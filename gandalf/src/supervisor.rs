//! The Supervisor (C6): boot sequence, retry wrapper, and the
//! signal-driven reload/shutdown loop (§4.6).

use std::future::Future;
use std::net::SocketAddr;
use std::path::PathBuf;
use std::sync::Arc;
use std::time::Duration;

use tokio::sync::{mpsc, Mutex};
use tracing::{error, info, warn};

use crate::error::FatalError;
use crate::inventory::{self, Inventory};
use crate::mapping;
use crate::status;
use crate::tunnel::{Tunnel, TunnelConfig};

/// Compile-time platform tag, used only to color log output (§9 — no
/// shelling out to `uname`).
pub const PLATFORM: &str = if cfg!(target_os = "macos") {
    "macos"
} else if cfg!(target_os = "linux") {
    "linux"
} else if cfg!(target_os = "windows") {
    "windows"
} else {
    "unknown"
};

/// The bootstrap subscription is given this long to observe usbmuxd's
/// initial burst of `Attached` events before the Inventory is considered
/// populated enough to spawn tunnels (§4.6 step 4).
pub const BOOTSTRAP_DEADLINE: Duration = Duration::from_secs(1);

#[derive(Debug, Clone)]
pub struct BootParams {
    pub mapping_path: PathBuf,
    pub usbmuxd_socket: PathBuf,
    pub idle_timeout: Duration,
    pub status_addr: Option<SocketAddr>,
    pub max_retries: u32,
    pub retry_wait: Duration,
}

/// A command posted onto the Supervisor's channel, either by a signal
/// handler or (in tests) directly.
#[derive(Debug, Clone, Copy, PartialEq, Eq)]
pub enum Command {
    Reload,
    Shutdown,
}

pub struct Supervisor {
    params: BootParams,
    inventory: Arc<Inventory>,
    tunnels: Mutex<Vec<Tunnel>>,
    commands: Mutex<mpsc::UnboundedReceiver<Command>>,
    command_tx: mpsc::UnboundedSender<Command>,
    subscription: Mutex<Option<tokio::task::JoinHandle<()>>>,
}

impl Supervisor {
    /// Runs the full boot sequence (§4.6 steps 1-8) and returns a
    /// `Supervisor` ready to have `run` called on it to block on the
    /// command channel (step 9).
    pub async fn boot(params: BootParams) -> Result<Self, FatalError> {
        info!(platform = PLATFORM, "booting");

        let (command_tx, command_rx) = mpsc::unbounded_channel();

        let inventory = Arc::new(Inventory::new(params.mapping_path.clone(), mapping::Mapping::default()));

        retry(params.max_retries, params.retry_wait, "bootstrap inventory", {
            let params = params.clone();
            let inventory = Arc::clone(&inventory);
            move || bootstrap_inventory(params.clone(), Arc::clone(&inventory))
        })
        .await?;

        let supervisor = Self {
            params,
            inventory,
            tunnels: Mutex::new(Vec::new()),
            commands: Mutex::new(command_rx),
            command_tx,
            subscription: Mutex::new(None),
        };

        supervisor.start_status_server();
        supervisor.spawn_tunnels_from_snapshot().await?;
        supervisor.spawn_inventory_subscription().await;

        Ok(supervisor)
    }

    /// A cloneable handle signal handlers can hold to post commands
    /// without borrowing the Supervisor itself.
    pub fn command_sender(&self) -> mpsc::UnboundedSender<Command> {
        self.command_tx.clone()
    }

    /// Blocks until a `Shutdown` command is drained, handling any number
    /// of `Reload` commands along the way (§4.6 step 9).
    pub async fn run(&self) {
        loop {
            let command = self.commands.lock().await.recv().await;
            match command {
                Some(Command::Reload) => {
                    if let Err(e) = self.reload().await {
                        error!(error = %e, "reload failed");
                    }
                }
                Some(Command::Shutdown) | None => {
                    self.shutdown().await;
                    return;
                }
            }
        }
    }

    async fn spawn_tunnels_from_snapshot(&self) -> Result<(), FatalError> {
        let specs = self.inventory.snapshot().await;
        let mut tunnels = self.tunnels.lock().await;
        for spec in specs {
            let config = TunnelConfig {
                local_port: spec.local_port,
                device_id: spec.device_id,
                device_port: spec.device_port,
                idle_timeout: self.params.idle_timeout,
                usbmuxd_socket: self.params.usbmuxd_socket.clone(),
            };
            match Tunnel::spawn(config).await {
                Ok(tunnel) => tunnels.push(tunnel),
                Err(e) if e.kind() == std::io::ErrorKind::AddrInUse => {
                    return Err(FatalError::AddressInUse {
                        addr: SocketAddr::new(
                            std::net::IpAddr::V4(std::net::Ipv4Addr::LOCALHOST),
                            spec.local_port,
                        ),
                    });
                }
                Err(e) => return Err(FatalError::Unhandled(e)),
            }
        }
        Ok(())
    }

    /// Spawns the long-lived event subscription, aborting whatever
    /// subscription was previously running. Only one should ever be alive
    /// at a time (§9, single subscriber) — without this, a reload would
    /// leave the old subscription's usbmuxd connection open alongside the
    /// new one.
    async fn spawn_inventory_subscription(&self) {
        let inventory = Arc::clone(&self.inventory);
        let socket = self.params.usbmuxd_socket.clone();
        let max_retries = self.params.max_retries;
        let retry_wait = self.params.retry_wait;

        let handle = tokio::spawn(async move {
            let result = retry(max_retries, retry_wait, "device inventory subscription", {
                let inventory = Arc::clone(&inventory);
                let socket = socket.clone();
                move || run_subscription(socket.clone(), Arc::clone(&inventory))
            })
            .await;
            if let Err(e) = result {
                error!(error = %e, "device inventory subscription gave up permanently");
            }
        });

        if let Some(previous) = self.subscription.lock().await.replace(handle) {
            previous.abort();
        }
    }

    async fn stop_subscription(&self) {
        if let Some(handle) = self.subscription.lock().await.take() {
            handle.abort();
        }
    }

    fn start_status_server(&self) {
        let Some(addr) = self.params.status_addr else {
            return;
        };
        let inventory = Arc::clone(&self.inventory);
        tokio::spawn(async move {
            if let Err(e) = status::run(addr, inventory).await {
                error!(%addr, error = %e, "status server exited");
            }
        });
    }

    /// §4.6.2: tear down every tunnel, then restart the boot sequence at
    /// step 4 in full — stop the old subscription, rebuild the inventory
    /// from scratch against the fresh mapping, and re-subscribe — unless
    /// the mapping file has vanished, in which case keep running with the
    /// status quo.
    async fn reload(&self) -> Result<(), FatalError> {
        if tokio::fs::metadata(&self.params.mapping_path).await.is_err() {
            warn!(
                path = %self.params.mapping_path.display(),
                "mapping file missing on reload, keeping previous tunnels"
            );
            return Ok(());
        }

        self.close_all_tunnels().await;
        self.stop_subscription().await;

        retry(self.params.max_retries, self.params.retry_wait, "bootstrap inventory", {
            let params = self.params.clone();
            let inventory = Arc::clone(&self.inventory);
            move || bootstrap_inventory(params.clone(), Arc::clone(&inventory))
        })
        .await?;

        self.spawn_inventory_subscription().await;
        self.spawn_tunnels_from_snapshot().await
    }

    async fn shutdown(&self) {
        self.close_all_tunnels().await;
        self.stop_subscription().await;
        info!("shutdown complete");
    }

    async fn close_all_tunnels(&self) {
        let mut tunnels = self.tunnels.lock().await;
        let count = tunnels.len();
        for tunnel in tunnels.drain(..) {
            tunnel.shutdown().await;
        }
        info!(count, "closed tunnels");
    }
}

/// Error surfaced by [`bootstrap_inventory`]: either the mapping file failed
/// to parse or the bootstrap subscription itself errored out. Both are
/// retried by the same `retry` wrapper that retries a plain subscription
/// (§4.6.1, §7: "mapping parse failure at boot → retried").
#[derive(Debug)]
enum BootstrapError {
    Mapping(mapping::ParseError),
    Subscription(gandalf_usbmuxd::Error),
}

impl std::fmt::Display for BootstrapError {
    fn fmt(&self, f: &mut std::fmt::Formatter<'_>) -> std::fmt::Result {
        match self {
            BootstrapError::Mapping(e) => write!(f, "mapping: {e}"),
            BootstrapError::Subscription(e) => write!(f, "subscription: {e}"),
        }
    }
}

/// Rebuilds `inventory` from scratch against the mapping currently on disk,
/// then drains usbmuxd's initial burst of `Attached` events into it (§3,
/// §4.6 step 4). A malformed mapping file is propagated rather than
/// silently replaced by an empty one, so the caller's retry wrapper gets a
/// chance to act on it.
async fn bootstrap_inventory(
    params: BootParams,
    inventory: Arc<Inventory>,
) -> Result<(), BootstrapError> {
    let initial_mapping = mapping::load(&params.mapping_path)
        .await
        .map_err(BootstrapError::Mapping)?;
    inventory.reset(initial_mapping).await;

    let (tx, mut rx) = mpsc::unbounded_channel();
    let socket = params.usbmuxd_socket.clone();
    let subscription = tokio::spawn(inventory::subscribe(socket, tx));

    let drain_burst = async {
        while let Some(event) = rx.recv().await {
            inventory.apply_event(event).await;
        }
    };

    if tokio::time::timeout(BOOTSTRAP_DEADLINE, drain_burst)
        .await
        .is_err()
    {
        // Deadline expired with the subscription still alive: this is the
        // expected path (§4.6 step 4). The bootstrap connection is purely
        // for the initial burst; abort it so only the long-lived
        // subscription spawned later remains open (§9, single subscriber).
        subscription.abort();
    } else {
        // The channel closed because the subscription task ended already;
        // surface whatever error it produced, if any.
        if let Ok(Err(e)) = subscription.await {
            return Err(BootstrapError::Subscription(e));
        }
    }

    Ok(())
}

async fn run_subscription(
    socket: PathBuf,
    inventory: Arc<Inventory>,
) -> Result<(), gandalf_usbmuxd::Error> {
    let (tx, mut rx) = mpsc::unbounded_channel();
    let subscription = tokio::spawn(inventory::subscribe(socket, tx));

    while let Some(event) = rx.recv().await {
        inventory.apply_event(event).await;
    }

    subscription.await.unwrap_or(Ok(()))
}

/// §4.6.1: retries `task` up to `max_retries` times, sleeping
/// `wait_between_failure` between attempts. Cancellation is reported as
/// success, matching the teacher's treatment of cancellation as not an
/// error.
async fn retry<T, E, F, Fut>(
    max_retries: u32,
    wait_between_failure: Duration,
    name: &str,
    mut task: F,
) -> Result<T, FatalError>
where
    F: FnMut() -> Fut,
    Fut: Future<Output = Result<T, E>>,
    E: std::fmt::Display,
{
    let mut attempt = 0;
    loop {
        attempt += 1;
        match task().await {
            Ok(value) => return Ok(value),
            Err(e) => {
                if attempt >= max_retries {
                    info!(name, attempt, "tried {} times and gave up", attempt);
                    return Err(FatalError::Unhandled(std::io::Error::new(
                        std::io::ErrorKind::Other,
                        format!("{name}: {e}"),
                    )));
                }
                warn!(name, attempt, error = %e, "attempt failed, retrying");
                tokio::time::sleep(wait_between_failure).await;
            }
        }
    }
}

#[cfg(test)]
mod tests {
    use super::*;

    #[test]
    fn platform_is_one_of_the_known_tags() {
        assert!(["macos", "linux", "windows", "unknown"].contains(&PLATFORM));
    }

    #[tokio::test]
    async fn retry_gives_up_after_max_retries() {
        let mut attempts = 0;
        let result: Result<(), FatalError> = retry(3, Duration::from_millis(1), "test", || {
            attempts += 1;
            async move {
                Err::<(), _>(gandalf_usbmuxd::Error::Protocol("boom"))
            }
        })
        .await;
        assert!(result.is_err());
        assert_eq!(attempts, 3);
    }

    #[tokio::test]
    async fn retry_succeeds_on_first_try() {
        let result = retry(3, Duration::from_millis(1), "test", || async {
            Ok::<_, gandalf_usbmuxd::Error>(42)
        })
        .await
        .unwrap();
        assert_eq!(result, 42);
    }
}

****************************************

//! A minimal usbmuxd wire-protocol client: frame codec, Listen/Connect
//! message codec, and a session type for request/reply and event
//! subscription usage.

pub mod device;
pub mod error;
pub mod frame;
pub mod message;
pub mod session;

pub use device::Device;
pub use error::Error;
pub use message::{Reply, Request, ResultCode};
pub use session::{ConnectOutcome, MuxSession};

****************************************

§ **PROBLEM DESCRIPTION**:
Since only part of the listing is wanted, copy exactly the lines from the one holding "filename gandalf/src/supervisor.rs" to the one holding "let (command_tx, command_rx)", both included.

§ **TASK OUTPUT**:
filename gandalf/src/supervisor.rs
//! The Supervisor (C6): boot sequence, retry wrapper, and the
//! signal-driven reload/shutdown loop (§4.6).

use std::future::Future;
use std::net::SocketAddr;
use std::path::PathBuf;
use std::sync::Arc;
use std::time::Duration;

use tokio::sync::{mpsc, Mutex};
use tracing::{error, info, warn};

use crate::error::FatalError;
use crate::inventory::{self, Inventory};
use crate::mapping;
use crate::status;
use crate::tunnel::{Tunnel, TunnelConfig};

/// Compile-time platform tag, used only to color log output (§9 — no
/// shelling out to `uname`).
pub const PLATFORM: &str = if cfg!(target_os = "macos") {
    "macos"
} else if cfg!(target_os = "linux") {
    "linux"
} else if cfg!(target_os = "windows") {
    "windows"
} else {
    "unknown"
};

/// The bootstrap subscription is given this long to observe usbmuxd's
/// initial burst of `Attached` events before the Inventory is considered
/// populated enough to spawn tunnels (§4.6 step 4).
pub const BOOTSTRAP_DEADLINE: Duration = Duration::from_secs(1);

#[derive(Debug, Clone)]
pub struct BootParams {
    pub mapping_path: PathBuf,
    pub usbmuxd_socket: PathBuf,
    pub idle_timeout: Duration,
    pub status_addr: Option<SocketAddr>,
    pub max_retries: u32,
    pub retry_wait: Duration,
}

/// A command posted onto the Supervisor's channel, either by a signal
/// handler or (in tests) directly.
#[derive(Debug, Clone, Copy, PartialEq, Eq)]
pub enum Command {
    Reload,
    Shutdown,
}

pub struct Supervisor {
    params: BootParams,
    inventory: Arc<Inventory>,
    tunnels: Mutex<Vec<Tunnel>>,
    commands: Mutex<mpsc::UnboundedReceiver<Command>>,
    command_tx: mpsc::UnboundedSender<Command>,
    subscription: Mutex<Option<tokio::task::JoinHandle<()>>>,
}

impl Supervisor {
    /// Runs the full boot sequence (§4.6 steps 1-8) and returns a
    /// `Supervisor` ready to have `run` called on it to block on the
    /// command channel (step 9).
    pub async fn boot(params: BootParams) -> Result<Self, FatalError> {
        info!(platform = PLATFORM, "booting");

        let (command_tx, command_rx) = mpsc::unbounded_channel();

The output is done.